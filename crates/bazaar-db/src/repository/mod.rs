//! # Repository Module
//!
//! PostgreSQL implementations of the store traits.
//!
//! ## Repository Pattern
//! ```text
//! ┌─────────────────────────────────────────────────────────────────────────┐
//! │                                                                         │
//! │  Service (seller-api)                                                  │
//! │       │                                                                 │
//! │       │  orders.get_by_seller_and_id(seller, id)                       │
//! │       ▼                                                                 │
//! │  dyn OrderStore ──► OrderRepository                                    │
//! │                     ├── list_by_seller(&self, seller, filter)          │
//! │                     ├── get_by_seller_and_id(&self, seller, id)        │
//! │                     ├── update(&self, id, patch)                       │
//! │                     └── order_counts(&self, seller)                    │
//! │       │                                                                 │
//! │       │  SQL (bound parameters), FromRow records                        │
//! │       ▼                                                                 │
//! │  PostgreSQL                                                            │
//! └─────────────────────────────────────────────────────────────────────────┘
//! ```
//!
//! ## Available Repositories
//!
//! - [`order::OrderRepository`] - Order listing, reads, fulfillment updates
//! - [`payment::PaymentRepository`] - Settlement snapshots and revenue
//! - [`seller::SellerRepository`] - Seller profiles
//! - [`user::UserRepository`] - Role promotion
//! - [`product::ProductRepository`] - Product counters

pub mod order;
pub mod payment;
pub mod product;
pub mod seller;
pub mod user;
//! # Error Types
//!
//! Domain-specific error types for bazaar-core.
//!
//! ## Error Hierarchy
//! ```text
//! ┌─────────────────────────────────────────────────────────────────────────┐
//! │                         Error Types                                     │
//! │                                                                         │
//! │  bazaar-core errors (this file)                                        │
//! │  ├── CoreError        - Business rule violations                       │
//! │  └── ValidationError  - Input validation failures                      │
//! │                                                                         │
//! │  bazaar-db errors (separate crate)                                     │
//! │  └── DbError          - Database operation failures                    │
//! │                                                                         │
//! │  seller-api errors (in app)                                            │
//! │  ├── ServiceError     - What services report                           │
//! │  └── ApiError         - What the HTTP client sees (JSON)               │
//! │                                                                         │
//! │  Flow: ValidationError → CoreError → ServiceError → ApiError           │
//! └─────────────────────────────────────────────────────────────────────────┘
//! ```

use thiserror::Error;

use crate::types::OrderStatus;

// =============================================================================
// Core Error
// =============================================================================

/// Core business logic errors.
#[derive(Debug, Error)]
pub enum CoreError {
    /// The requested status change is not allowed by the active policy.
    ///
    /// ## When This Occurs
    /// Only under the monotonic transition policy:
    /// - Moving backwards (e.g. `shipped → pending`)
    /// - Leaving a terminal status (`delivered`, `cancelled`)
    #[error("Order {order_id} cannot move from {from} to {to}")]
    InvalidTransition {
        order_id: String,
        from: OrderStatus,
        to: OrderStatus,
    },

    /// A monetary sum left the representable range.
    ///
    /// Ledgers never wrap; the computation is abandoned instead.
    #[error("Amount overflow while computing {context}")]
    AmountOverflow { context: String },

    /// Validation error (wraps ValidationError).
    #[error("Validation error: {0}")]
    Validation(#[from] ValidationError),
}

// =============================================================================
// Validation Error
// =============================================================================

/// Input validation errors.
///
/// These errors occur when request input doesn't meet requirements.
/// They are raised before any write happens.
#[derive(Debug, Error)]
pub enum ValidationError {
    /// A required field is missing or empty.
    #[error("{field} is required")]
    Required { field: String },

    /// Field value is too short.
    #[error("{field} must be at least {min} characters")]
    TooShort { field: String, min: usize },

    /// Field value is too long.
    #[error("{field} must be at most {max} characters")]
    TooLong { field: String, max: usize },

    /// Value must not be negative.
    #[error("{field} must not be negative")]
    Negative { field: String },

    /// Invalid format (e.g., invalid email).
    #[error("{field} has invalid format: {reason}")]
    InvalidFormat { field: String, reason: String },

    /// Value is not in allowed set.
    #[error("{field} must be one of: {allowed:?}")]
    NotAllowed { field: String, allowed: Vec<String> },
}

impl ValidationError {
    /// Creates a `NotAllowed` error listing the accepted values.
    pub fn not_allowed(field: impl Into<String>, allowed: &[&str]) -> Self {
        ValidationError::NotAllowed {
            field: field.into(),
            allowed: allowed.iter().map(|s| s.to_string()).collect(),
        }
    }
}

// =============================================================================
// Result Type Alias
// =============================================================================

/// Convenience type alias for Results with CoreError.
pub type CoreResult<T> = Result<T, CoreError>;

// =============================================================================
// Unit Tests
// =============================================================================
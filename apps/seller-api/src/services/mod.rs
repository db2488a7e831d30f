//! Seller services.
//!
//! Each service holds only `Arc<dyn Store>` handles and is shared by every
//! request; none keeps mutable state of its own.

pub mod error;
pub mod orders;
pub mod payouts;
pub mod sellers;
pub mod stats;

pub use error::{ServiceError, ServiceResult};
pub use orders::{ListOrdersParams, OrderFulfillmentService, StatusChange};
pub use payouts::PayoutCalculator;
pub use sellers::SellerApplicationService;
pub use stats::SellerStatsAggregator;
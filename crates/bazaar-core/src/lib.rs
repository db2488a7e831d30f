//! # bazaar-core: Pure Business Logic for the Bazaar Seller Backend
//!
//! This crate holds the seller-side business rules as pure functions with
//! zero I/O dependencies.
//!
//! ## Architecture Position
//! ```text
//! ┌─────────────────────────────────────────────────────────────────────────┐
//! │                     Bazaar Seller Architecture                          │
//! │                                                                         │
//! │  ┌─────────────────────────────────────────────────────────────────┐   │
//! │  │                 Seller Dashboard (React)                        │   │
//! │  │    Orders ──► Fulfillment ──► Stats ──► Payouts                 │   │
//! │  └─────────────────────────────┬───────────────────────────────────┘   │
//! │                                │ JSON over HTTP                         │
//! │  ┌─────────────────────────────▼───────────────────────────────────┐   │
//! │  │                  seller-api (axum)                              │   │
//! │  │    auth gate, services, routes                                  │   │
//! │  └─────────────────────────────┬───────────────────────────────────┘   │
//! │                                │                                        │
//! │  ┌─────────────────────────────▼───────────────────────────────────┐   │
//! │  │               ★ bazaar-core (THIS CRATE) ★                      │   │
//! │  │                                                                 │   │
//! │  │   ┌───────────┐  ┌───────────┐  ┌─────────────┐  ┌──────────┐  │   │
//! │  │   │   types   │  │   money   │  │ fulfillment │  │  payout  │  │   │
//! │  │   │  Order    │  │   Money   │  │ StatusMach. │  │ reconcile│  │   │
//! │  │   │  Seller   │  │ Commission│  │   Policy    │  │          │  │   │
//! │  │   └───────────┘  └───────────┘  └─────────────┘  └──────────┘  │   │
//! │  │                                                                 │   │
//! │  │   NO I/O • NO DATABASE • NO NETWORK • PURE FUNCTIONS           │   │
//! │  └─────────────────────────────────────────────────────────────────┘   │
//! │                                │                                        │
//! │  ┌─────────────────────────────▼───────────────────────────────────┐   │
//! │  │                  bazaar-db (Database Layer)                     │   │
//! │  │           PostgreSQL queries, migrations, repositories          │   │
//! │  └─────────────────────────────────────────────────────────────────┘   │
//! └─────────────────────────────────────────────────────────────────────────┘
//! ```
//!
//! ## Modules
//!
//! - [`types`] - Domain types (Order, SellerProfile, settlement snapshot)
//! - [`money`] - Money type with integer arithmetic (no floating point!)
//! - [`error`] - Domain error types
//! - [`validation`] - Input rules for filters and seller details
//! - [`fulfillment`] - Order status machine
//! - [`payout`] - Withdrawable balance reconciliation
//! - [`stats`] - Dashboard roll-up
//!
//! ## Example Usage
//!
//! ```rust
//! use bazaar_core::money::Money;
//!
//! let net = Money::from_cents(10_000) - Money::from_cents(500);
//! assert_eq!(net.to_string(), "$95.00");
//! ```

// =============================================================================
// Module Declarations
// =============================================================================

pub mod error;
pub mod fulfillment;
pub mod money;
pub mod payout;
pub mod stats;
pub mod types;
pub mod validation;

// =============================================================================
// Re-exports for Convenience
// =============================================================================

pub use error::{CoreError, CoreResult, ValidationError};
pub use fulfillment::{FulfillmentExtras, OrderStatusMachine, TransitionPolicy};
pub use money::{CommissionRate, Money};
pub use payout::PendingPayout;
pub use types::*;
☆ ☆ ☆
### WORK INSTRUCTION:
Looking at the records above, please work out how many lines contain "Convenience" and state only that number.

### YOUR SOLUTION:
2